//! The pluggable unit algebra.
//!
//! The parsing core never computes calendar math itself. Every unit a parser
//! accepts is a [`UnitDefinition`]: a capability record of three functions
//! (add, round up, round down) over an opaque time type `T`, supplied by a
//! time-library adapter at configuration time. [`crate::units`] is the
//! bundled chrono adapter; any other backend plugs in the same way by
//! filling a [`ParserConfig`].

use std::collections::HashMap;
use std::fmt;

/// Controls boundary selection when a rounding unit is applied.
#[derive(Debug, Clone, Copy, PartialEq, Eq, Hash, Default)]
pub enum RoundDirection {
    /// Snap to the first instant of the containing period.
    #[default]
    Down,
    /// Snap to the last representable instant of the containing period:
    /// one minimal unit of the adapter's precision before the next
    /// boundary, never the boundary itself.
    Up,
}

/// Runtime context threaded through every adapter call.
#[derive(Debug, Clone, Copy, PartialEq, Eq)]
pub struct ParseContext<Z> {
    pub timezone: Z,
}

/// Adds a signed amount of a unit to a time value. Pure offset arithmetic;
/// no implicit rounding.
pub type AddFn<T, Z> = Box<dyn Fn(T, i64, &ParseContext<Z>) -> T + Send + Sync>;

/// Rounds a time value to one boundary of the unit's containing period.
pub type RoundFn<T, Z> = Box<dyn Fn(T, &ParseContext<Z>) -> T + Send + Sync>;

/// Produces the current instant. The only adapter call that reads the
/// outside world.
pub type NowFn<T, Z> = Box<dyn Fn(&ParseContext<Z>) -> T + Send + Sync>;

/// Time arithmetic for a single unit (day, week, month, ...).
///
/// Calendar irregularities (month-end clamping, leap days, DST) are
/// entirely the adapter's concern and should be documented per unit where
/// the definitions are built.
pub struct UnitDefinition<T, Z> {
    /// Human-readable unit name (e.g. `"day"`), for diagnostics only; the
    /// spelling accepted in expressions is the [`UnitTable`] key.
    pub name: String,
    pub add: AddFn<T, Z>,
    pub round_up: RoundFn<T, Z>,
    pub round_down: RoundFn<T, Z>,
}

impl<T, Z> UnitDefinition<T, Z> {
    pub(crate) fn round(&self, direction: RoundDirection) -> &RoundFn<T, Z> {
        match direction {
            RoundDirection::Down => &self.round_down,
            RoundDirection::Up => &self.round_up,
        }
    }
}

impl<T, Z> fmt::Debug for UnitDefinition<T, Z> {
    fn fmt(&self, f: &mut fmt::Formatter<'_>) -> fmt::Result {
        f.debug_struct("UnitDefinition").field("name", &self.name).finish_non_exhaustive()
    }
}

/// Unit definitions keyed by the exact spelling accepted in expressions
/// (e.g. `"d"`, `"mo"`, `"Woche"`). Keys are matched case-sensitively.
pub type UnitTable<T, Z> = HashMap<String, UnitDefinition<T, Z>>;

/// Adapter-provided configuration for [`Parser::new`](crate::Parser::new).
pub struct ParserConfig<T, Z> {
    /// Produces the anchor instant every expression starts from.
    pub now: NowFn<T, Z>,
    /// Units this parser accepts. Must be non-empty.
    pub units: UnitTable<T, Z>,
    /// Default timezone, overridable per parse call.
    pub timezone: Z,
    /// Accepted spellings of the now-keyword, matched exactly and
    /// case-sensitively (supports i18n, e.g. `["now", "jetzt", "сейчас"]`).
    /// Must be non-empty.
    pub now_aliases: Vec<String>,
}

impl<T, Z: fmt::Debug> fmt::Debug for ParserConfig<T, Z> {
    fn fmt(&self, f: &mut fmt::Formatter<'_>) -> fmt::Result {
        f.debug_struct("ParserConfig")
            .field("units", &self.units)
            .field("timezone", &self.timezone)
            .field("now_aliases", &self.now_aliases)
            .finish_non_exhaustive()
    }
}
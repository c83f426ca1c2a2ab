//! Semantic resolution.
//!
//! Turns the raw tokens from [`crate::structure`] into an executable
//! expression by validating each value against a parser's configuration and
//! replacing unit-name strings with borrowed [`UnitDefinition`]s.
//!
//! Segments are checked strictly left to right and the first failure wins,
//! so an error always points at the structurally leftmost problem. The
//! final rounding is only examined once the offset has resolved; the
//! grammar guarantees it never appears without one.

use crate::error::{ParseError, Position};
use crate::structure::RawTokens;
use crate::unit::{ParserConfig, UnitDefinition};

/// Expression tokens with unit names resolved against the unit table.
/// Borrows the definitions; the configuration keeps ownership.
#[derive(Debug)]
pub(crate) struct ResolvedExpression<'a, T, Z> {
    pub now_rounding: Option<&'a UnitDefinition<T, Z>>,
    pub offset: Option<ResolvedOffset<'a, T, Z>>,
    pub final_rounding: Option<&'a UnitDefinition<T, Z>>,
}

#[derive(Debug)]
pub(crate) struct ResolvedOffset<'a, T, Z> {
    pub amount: i64,
    pub unit: &'a UnitDefinition<T, Z>,
}

pub(crate) fn resolve_expression<'a, T, Z>(
    tokens: &RawTokens,
    config: &'a ParserConfig<T, Z>,
) -> Result<ResolvedExpression<'a, T, Z>, ParseError> {
    if !config.now_aliases.iter().any(|alias| alias == &tokens.now_keyword) {
        return Err(invalid(&tokens.now_keyword, Position::NowKeyword));
    }

    let now_rounding = match &tokens.now_rounding {
        Some(name) => Some(lookup(config, name, Position::NowRounding)?),
        None => None,
    };

    let mut offset = None;
    let mut final_rounding = None;

    if let Some(raw) = &tokens.offset {
        let unit = lookup(config, &raw.unit, Position::Offset)?;
        offset = Some(ResolvedOffset { amount: raw.amount, unit });

        if let Some(name) = &tokens.final_rounding {
            final_rounding = Some(lookup(config, name, Position::FinalRounding)?);
        }
    }

    Ok(ResolvedExpression { now_rounding, offset, final_rounding })
}

fn lookup<'a, T, Z>(
    config: &'a ParserConfig<T, Z>,
    name: &str,
    position: Position,
) -> Result<&'a UnitDefinition<T, Z>, ParseError> {
    config.units.get(name).ok_or_else(|| invalid(name, position))
}

fn invalid(value: &str, position: Position) -> ParseError {
    ParseError::InvalidValue { value: value.to_owned(), position }
}
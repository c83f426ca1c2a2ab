/// Lazily-compiled static regex from a literal pattern.
#[macro_export]
macro_rules! regex {
    ($pat:literal) => {{
        static RE: once_cell::sync::Lazy<regex::Regex> =
            once_cell::sync::Lazy::new(|| regex::Regex::new($pat).unwrap());
        &*RE
    }};
}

WHAT TO PRODUCE:
The entire listing must be repeated without a single change.

TASK SOLUTION:
//! The pluggable unit algebra.
//!
//! The parsing core never computes calendar math itself. Every unit a parser
//! accepts is a [`UnitDefinition`]: a capability record of three functions
//! (add, round up, round down) over an opaque time type `T`, supplied by a
//! time-library adapter at configuration time. [`crate::units`] is the
//! bundled chrono adapter; any other backend plugs in the same way by
//! filling a [`ParserConfig`].

use std::collections::HashMap;
use std::fmt;

/// Controls boundary selection when a rounding unit is applied.
#[derive(Debug, Clone, Copy, PartialEq, Eq, Hash, Default)]
pub enum RoundDirection {
    /// Snap to the first instant of the containing period.
    #[default]
    Down,
    /// Snap to the last representable instant of the containing period:
    /// one minimal unit of the adapter's precision before the next
    /// boundary, never the boundary itself.
    Up,
}

/// Runtime context threaded through every adapter call.
#[derive(Debug, Clone, Copy, PartialEq, Eq)]
pub struct ParseContext<Z> {
    pub timezone: Z,
}

/// Adds a signed amount of a unit to a time value. Pure offset arithmetic;
/// no implicit rounding.
pub type AddFn<T, Z> = Box<dyn Fn(T, i64, &ParseContext<Z>) -> T + Send + Sync>;

/// Rounds a time value to one boundary of the unit's containing period.
pub type RoundFn<T, Z> = Box<dyn Fn(T, &ParseContext<Z>) -> T + Send + Sync>;

/// Produces the current instant. The only adapter call that reads the
/// outside world.
pub type NowFn<T, Z> = Box<dyn Fn(&ParseContext<Z>) -> T + Send + Sync>;

/// Time arithmetic for a single unit (day, week, month, ...).
///
/// Calendar irregularities (month-end clamping, leap days, DST) are
/// entirely the adapter's concern and should be documented per unit where
/// the definitions are built.
pub struct UnitDefinition<T, Z> {
    /// Human-readable unit name (e.g. `"day"`), for diagnostics only; the
    /// spelling accepted in expressions is the [`UnitTable`] key.
    pub name: String,
    pub add: AddFn<T, Z>,
    pub round_up: RoundFn<T, Z>,
    pub round_down: RoundFn<T, Z>,
}

impl<T, Z> UnitDefinition<T, Z> {
    pub(crate) fn round(&self, direction: RoundDirection) -> &RoundFn<T, Z> {
        match direction {
            RoundDirection::Down => &self.round_down,
            RoundDirection::Up => &self.round_up,
        }
    }
}

impl<T, Z> fmt::Debug for UnitDefinition<T, Z> {
    fn fmt(&self, f: &mut fmt::Formatter<'_>) -> fmt::Result {
        f.debug_struct("UnitDefinition").field("name", &self.name).finish_non_exhaustive()
    }
}

/// Unit definitions keyed by the exact spelling accepted in expressions
/// (e.g. `"d"`, `"mo"`, `"Woche"`). Keys are matched case-sensitively.
pub type UnitTable<T, Z> = HashMap<String, UnitDefinition<T, Z>>;

/// Adapter-provided configuration for [`Parser::new`](crate::Parser::new).
pub struct ParserConfig<T, Z> {
    /// Produces the anchor instant every expression starts from.
    pub now: NowFn<T, Z>,
    /// Units this parser accepts. Must be non-empty.
    pub units: UnitTable<T, Z>,
    /// Default timezone, overridable per parse call.
    pub timezone: Z,
    /// Accepted spellings of the now-keyword, matched exactly and
    /// case-sensitively (supports i18n, e.g. `["now", "jetzt", "сейчас"]`).
    /// Must be non-empty.
    pub now_aliases: Vec<String>,
}

impl<T, Z: fmt::Debug> fmt::Debug for ParserConfig<T, Z> {
    fn fmt(&self, f: &mut fmt::Formatter<'_>) -> fmt::Result {
        f.debug_struct("ParserConfig")
            .field("units", &self.units)
            .field("timezone", &self.timezone)
            .field("now_aliases", &self.now_aliases)
            .finish_non_exhaustive()
    }
}
repository c83f426ca1c2a2ab
//! Semantic resolution.
//!
//! Turns the raw tokens from [`crate::structure`] into an executable
//! expression by validating each value against a parser's configuration and
//! replacing unit-name strings with borrowed [`UnitDefinition`]s.
//!
//! Segments are checked strictly left to right and the first failure wins,
//! so an error always points at the structurally leftmost problem. The
//! final rounding is only examined once the offset has resolved; the
//! grammar guarantees it never appears without one.

use crate::error::{ParseError, Position};
use crate::structure::RawTokens;
use crate::unit::{ParserConfig, UnitDefinition};

/// Expression tokens with unit names resolved against the unit table.
/// Borrows the definitions; the configuration keeps ownership.
#[derive(Debug)]
pub(crate) struct ResolvedExpression<'a, T, Z> {
    pub now_rounding: Option<&'a UnitDefinition<T, Z>>,
    pub offset: Option<ResolvedOffset<'a, T, Z>>,
    pub final_rounding: Option<&'a UnitDefinition<T, Z>>,
}

#[derive(Debug)]
pub(crate) struct ResolvedOffset<'a, T, Z> {
    pub amount: i64,
    pub unit: &'a UnitDefinition<T, Z>,
}

pub(crate) fn resolve_expression<'a, T, Z>(
    tokens: &RawTokens,
    config: &'a ParserConfig<T, Z>,
) -> Result<ResolvedExpression<'a, T, Z>, ParseError> {
    if !config.now_aliases.iter().any(|alias| alias == &tokens.now_keyword) {
        return Err(invalid(&tokens.now_keyword, Position::NowKeyword));
    }

    let now_rounding = match &tokens.now_rounding {
        Some(name) => Some(lookup(config, name, Position::NowRounding)?),
        None => None,
    };

    let mut offset = None;
    let mut final_rounding = None;

    if let Some(raw) = &tokens.offset {
        let unit = lookup(config, &raw.unit, Position::Offset)?;
        offset = Some(ResolvedOffset { amount: raw.amount, unit });

        if let Some(name) = &tokens.final_rounding {
            final_rounding = Some(lookup(config, name, Position::FinalRounding)?);
        }
    }

    Ok(ResolvedExpression { now_rounding, offset, final_rounding })
}

fn lookup<'a, T, Z>(
    config: &'a ParserConfig<T, Z>,
    name: &str,
    position: Position,
) -> Result<&'a UnitDefinition<T, Z>, ParseError> {
    config.units.get(name).ok_or_else(|| invalid(name, position))
}

fn invalid(value: &str, position: Position) -> ParseError {
    ParseError::InvalidValue { value: value.to_owned(), position }
}
repository c83f426ca1c2a2ab
/// Lazily-compiled static regex from a literal pattern.
#[macro_export]
macro_rules! regex {
    ($pat:literal) => {{
        static RE: once_cell::sync::Lazy<regex::Regex> =
            once_cell::sync::Lazy::new(|| regex::Regex::new($pat).unwrap());
        &*RE
    }};
}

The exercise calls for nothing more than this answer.